E Botta visse esule da casa sua, e Gioberti altresì, il quale diverso dalla indole piemontese, pare favilla balestrata a Torino dalla eruzione del Vesuvio; e non sarebbe maraviglia, però che si legga, che quando prima ruppe il monte pauroso la lava andò a cascare fino in Alessandria. Se in arti, in iscienze, ed in lettere noi non possiamo insegnare niente ai piemontesi non ci si apponga ad jattanza se affermiamo nè manco noi altri italiani avere nulla da apprendere tra loro[1]. Per amministrazione si governano peggio della lombarda, e questo ho toccato con mano; quanto a legge per amore di unità incaponivano a volerci a parte nella beatitudine della corda, con errato consiglio non meno che con mente iniqua; imperciocchè se la morte abolita efficacemente è segno di buona civiltà acquistata, perchè dobbiamo noi altri toscani stornare alla barbarie, e non voi piemontesi allungare il passo per agguantarci sulla via della civiltà? Ma tutto questo suona prosuntuosa insipienza di curiali; di vero se per sopprimere la pena di morte si desidera stato più perfetto di civiltà, o con qual giudizio v'incocciate a mantenere questa pena, la quale tra le barbare è barbarissima, e tra le inique scellerata delle instituzioni umane? Per leggi civili portava il vanto Napoli; le industrie agricole migliori in Toscana che in Piemonte; nelle urbane Piemonte supera, ma contaci la Liguria, che parte di Piemonte fu per violenza, non però per indole, nè per volontà. Avanzano le armi.

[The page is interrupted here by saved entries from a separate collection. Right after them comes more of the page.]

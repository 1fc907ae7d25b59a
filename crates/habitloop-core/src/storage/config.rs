//! TOML-based application configuration.
//!
//! Stores user preferences including:
//! - Where the database file lives
//! - Defaults applied when a command omits an argument
//! - Display tweaks for the CLI output
//!
//! Configuration is stored at `~/.config/habitloop/config.toml`.

use serde::{Deserialize, Serialize};
use std::path::PathBuf;

use super::data_dir;
use crate::error::ConfigError;
use crate::habit::Frequency;

/// Storage configuration.
#[derive(Debug, Clone, Serialize, Deserialize)]
pub struct StorageConfig {
    /// Explicit database file; unset means the default location under
    /// the data directory.
    #[serde(default)]
    pub path: Option<PathBuf>,
}

/// Defaults applied when a command omits an argument.
#[derive(Debug, Clone, Serialize, Deserialize)]
pub struct DefaultsConfig {
    #[serde(default = "default_frequency")]
    pub frequency: Frequency,
}

/// Display configuration for the CLI.
#[derive(Debug, Clone, Serialize, Deserialize)]
pub struct DisplayConfig {
    /// Print the streak-threshold hint under habit tables.
    #[serde(default = "default_true")]
    pub hints: bool,
}

/// Application configuration.
///
/// Serialized to/from TOML at `~/.config/habitloop/config.toml`.
#[derive(Debug, Clone, Serialize, Deserialize)]
pub struct Config {
    #[serde(default)]
    pub storage: StorageConfig,
    #[serde(default)]
    pub defaults: DefaultsConfig,
    #[serde(default)]
    pub display: DisplayConfig,
}

// Default functions
fn default_frequency() -> Frequency {
    Frequency::Daily
}
fn default_true() -> bool {
    true
}

impl Default for StorageConfig {
    fn default() -> Self {
        Self { path: None }
    }
}

impl Default for DefaultsConfig {
    fn default() -> Self {
        Self {
            frequency: default_frequency(),
        }
    }
}

impl Default for DisplayConfig {
    fn default() -> Self {
        Self { hints: true }
    }
}

impl Default for Config {
    fn default() -> Self {
        Self {
            storage: StorageConfig::default(),
            defaults: DefaultsConfig::default(),
            display: DisplayConfig::default(),
        }
    }
}

impl Config {
    fn get_json_value_by_path<'a>(
        root: &'a serde_json::Value,
        key: &str,
    ) -> Option<&'a serde_json::Value> {
        if key.is_empty() {
            return None;
        }

        let mut current = root;
        for part in key.split('.') {
            current = current.get(part)?;
        }
        Some(current)
    }

    fn set_json_value_by_path(
        root: &mut serde_json::Value,
        key: &str,
        value: &str,
    ) -> Result<(), ConfigError> {
        let invalid = |message: String| ConfigError::InvalidValue {
            key: key.to_string(),
            message,
        };

        let mut parts = key.split('.').peekable();
        if parts.peek().is_none() {
            return Err(ConfigError::UnknownKey(key.to_string()));
        }

        let mut current = root;
        while let Some(part) = parts.next() {
            let is_leaf = parts.peek().is_none();
            if is_leaf {
                let obj = current
                    .as_object_mut()
                    .ok_or_else(|| ConfigError::UnknownKey(key.to_string()))?;
                let existing = obj
                    .get(part)
                    .ok_or_else(|| ConfigError::UnknownKey(key.to_string()))?;

                let new_value = match existing {
                    serde_json::Value::Bool(_) => serde_json::Value::Bool(
                        value
                            .parse::<bool>()
                            .map_err(|e| invalid(e.to_string()))?,
                    ),
                    serde_json::Value::Number(_) => {
                        if let Ok(n) = value.parse::<u64>() {
                            serde_json::Value::Number(n.into())
                        } else if let Ok(n) = value.parse::<f64>() {
                            serde_json::Number::from_f64(n)
                                .map(serde_json::Value::Number)
                                .ok_or_else(|| invalid(format!("cannot parse '{value}' as number")))?
                        } else {
                            return Err(invalid(format!("cannot parse '{value}' as number")));
                        }
                    }
                    serde_json::Value::Object(_) | serde_json::Value::Array(_) => {
                        serde_json::from_str(value).map_err(|e| invalid(e.to_string()))?
                    }
                    _ => serde_json::Value::String(value.into()),
                };

                obj.insert(part.to_string(), new_value);
                return Ok(());
            }

            current = current
                .get_mut(part)
                .ok_or_else(|| ConfigError::UnknownKey(key.to_string()))?;
        }

        Err(ConfigError::UnknownKey(key.to_string()))
    }

    fn path() -> Result<PathBuf, ConfigError> {
        let dir = data_dir().map_err(|e| ConfigError::LoadFailed {
            path: PathBuf::from("config.toml"),
            message: e.to_string(),
        })?;
        Ok(dir.join("config.toml"))
    }

    /// Load from disk or return default.
    ///
    /// # Errors
    ///
    /// Returns an error if the config file exists but cannot be parsed,
    /// or if the default config cannot be written to disk.
    pub fn load() -> Result<Self, ConfigError> {
        let path = Self::path()?;
        match std::fs::read_to_string(&path) {
            Ok(content) => {
                let cfg: Config = toml::from_str(&content).map_err(|e| {
                    ConfigError::LoadFailed {
                        path,
                        message: e.to_string(),
                    }
                })?;
                Ok(cfg)
            }
            Err(_) => {
                let cfg = Self::default();
                cfg.save()?;
                Ok(cfg)
            }
        }
    }

    /// Load from disk, returning default on error.
    /// This is a convenience method that never fails.
    pub fn load_or_default() -> Self {
        Self::load().unwrap_or_default()
    }

    /// Persist to disk.
    ///
    /// # Errors
    ///
    /// Returns an error if the config cannot be serialized or written to disk.
    pub fn save(&self) -> Result<(), ConfigError> {
        let path = Self::path()?;
        let content = toml::to_string_pretty(self).map_err(|e| ConfigError::SaveFailed {
            path: path.clone(),
            message: e.to_string(),
        })?;
        std::fs::write(&path, content).map_err(|e| ConfigError::SaveFailed {
            path,
            message: e.to_string(),
        })?;
        Ok(())
    }

    /// Get a config value as string by dot-separated key.
    pub fn get(&self, key: &str) -> Option<String> {
        let json = serde_json::to_value(self).ok()?;
        let val = Self::get_json_value_by_path(&json, key)?;
        match val {
            serde_json::Value::String(s) => Some(s.clone()),
            other => Some(other.to_string()),
        }
    }

    /// Set a config value by key and persist the result.
    ///
    /// # Errors
    ///
    /// Returns an error if the key is unknown, the value cannot be parsed
    /// into the key's type, or the config cannot be saved.
    pub fn set(&mut self, key: &str, value: &str) -> Result<(), ConfigError> {
        let mut json = serde_json::to_value(&*self).map_err(|e| ConfigError::InvalidValue {
            key: key.to_string(),
            message: e.to_string(),
        })?;
        Self::set_json_value_by_path(&mut json, key, value)?;
        *self = serde_json::from_value(json).map_err(|e| ConfigError::InvalidValue {
            key: key.to_string(),
            message: e.to_string(),
        })?;
        self.save()?;
        Ok(())
    }
}
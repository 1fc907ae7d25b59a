//! Habit registry: lifecycle and orchestration.
//!
//! The registry owns the set of habits and wires the ledger and the
//! streak calculator together. The storage collaborator is injected at
//! construction, so the whole engine runs against any [`HabitStore`]
//! implementation - the SQLite store in production, an in-memory one in
//! tests.

use chrono::{DateTime, Utc};
use serde::{Deserialize, Serialize};

use crate::error::{CoreError, Result};
use crate::habit::{Checkoff, Frequency, Habit};
use crate::ledger::CheckoffLedger;
use crate::storage::HabitStore;
use crate::streak::{self, StreakRun, StreakState};

/// One habit together with its derived state, as returned by
/// [`HabitRegistry::list_all`].
#[derive(Debug, Clone, Serialize, Deserialize)]
pub struct HabitOverview {
    /// The habit itself
    pub habit: Habit,
    /// Streak state at the reference time the view was built for
    pub streak: StreakState,
    /// Total number of recorded checkoffs, duplicates included
    pub checkoff_count: usize,
    /// Most recent checkoff, if any
    pub last_checkoff: Option<DateTime<Utc>>,
}

/// Owns the habit set and coordinates ledger and streak derivation.
pub struct HabitRegistry<S: HabitStore> {
    store: S,
}

impl<S: HabitStore> HabitRegistry<S> {
    pub fn new(store: S) -> Self {
        Self { store }
    }

    /// Ledger view over the same storage collaborator.
    pub fn ledger(&self) -> CheckoffLedger<'_, S> {
        CheckoffLedger::new(&self.store)
    }

    /// Create and persist a new habit.
    ///
    /// # Errors
    ///
    /// Returns a validation error if title or description is blank.
    pub fn create(&self, title: &str, description: &str, frequency: Frequency) -> Result<Habit> {
        let habit = Habit::new(title, description, frequency)?;
        self.store.save_habit(&habit)?;
        Ok(habit)
    }

    /// All stored habits in creation order, without derived state.
    pub fn habits(&self) -> Result<Vec<Habit>> {
        Ok(self.store.load_habits()?)
    }

    /// Fetch a single habit by id.
    ///
    /// # Errors
    ///
    /// Returns `CoreError::NotFound` if the id is unknown.
    pub fn get(&self, habit_id: &str) -> Result<Habit> {
        self.habits()?
            .into_iter()
            .find(|h| h.id == habit_id)
            .ok_or_else(|| CoreError::NotFound(habit_id.to_string()))
    }

    /// Delete a habit along with every checkoff it owns.
    ///
    /// The checkoff history goes first so a failure can not leave
    /// orphaned checkoffs behind a missing habit.
    ///
    /// # Errors
    ///
    /// Returns `CoreError::NotFound` if the id is unknown.
    pub fn delete(&self, habit_id: &str) -> Result<()> {
        let habit = self.get(habit_id)?;
        self.ledger().delete_all(&habit.id)?;
        self.store.delete_habit(&habit.id)?;
        Ok(())
    }

    /// Record a completion for a habit at an explicit time.
    ///
    /// # Errors
    ///
    /// Returns `CoreError::InvalidHabit` if the id is unknown.
    pub fn checkoff(&self, habit_id: &str, timestamp: DateTime<Utc>) -> Result<Checkoff> {
        self.ledger().record(habit_id, timestamp)
    }

    /// Record a completion for a habit right now.
    pub fn checkoff_now(&self, habit_id: &str) -> Result<Checkoff> {
        self.checkoff(habit_id, Utc::now())
    }

    /// Ordered checkoff history of one habit.
    ///
    /// # Errors
    ///
    /// Returns `CoreError::NotFound` if the id is unknown.
    pub fn checkoff_history(&self, habit_id: &str) -> Result<Vec<DateTime<Utc>>> {
        let habit = self.get(habit_id)?;
        self.ledger().history(&habit.id)
    }

    /// Streak state of one habit as seen at `reference`.
    ///
    /// # Errors
    ///
    /// Returns `CoreError::NotFound` if the id is unknown.
    pub fn streak_state(&self, habit_id: &str, reference: DateTime<Utc>) -> Result<StreakState> {
        let habit = self.get(habit_id)?;
        let history = self.ledger().history(&habit.id)?;
        Ok(streak::compute(habit.frequency, &history, reference))
    }

    /// Every maximal streak run in a habit's history, oldest first.
    ///
    /// # Errors
    ///
    /// Returns `CoreError::NotFound` if the id is unknown.
    pub fn streak_runs(&self, habit_id: &str) -> Result<Vec<StreakRun>> {
        let habit = self.get(habit_id)?;
        let history = self.ledger().history(&habit.id)?;
        Ok(streak::runs(habit.frequency, &history))
    }

    /// All habits in creation order, each with its streak state derived
    /// at `reference`.
    pub fn list_all(&self, reference: DateTime<Utc>) -> Result<Vec<HabitOverview>> {
        let habits = self.habits()?;
        let ledger = self.ledger();
        let mut view = Vec::with_capacity(habits.len());
        for habit in habits {
            let history = ledger.history(&habit.id)?;
            view.push(HabitOverview {
                streak: streak::compute(habit.frequency, &history, reference),
                checkoff_count: history.len(),
                last_checkoff: history.last().copied(),
                habit,
            });
        }
        Ok(view)
    }
}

[1] L'antica uggia non può fare a meno, che abbia partorito pessimi effetti difficili a vincersi: le nebbie del passato caligano sempre intorno al Piemonte, e se tu riscontri la temperie di cotesto paese sul termometro della Ragione di Stato del Bottero, tu trovi che l'aere non è per anco sereno di civiltà. Carlo Botta, tenerissimo del Piemonte sua patria, ci fa sapere come la università di Torino non fruttasse i buoni effetti che uomo se ne riprometteva in grazia della strettezza del governo, e dell'apparato militare. Il Denina, citato dal Botta, racconta come i letterati venuti da Roma, da Napoli e da Palermo alla stanza di Torino preferissero quella di Milano austriaca, però che colà le lettere e le scienze godessero di certa libertà ignota a Torino, con altre più cose gravissime che, se te ne piglia vaghezza, tu potrai leggere nel lib. 38 della Storia d'Italia sino al 1789. Altrove (lib. 48 della medesima Storia) il Botta esce fuori con queste parole, che mal per noi se non le cavassimo dai libri di un piemontese sfegatato: «gli studi si fomentavano a patto che da angusto e stretto cerchio non uscissero. Nissuna vita nuova, nessuno impulso, nissuna scintilla di estro fecondatore: un'aere greve pesava sul Piemonte e i liberi respiri impediva. Lo stesso vivere tanto assegnato del Principe (e doveva dire tirannicamente pedantesco) faceva, che la consuetudine prevalesse sul miglioramento, e che nessuno dall'usato sentiero uscisse ancorachè più facili, più utili, e più dilettevoli strade in luoghi vicini di sè medesime facessero mostra. Dai duri lidi fuggivano Lagrange, Alfieri, Denina, Berthollet, e Bodoni, e fuggendo dimostravano, che se quella era terra per natura feconda gretto coltivatore aveva. Carlo Emanuele e Bogino si martirizzavano su i conti, e le generose aquile sdegnando quel palustre limo a più alti e più propizi luoghi s'innalzavano.» Quanta larghezza da cotesta ora in poi godessero gli studi nel Piemonte, anco in tempi recentissimi lascio, che altri dica: pure ieri i Gesuiti maestri, e donni dei cervelli piemontesi: no, veramente, a me non pare, e non parrà, spero, nè anco ai nostri buoni fratelli subalpini ch'essi possano presumere quanto a scienze ed a lettere di esercitare egemonìa sopra la Italia.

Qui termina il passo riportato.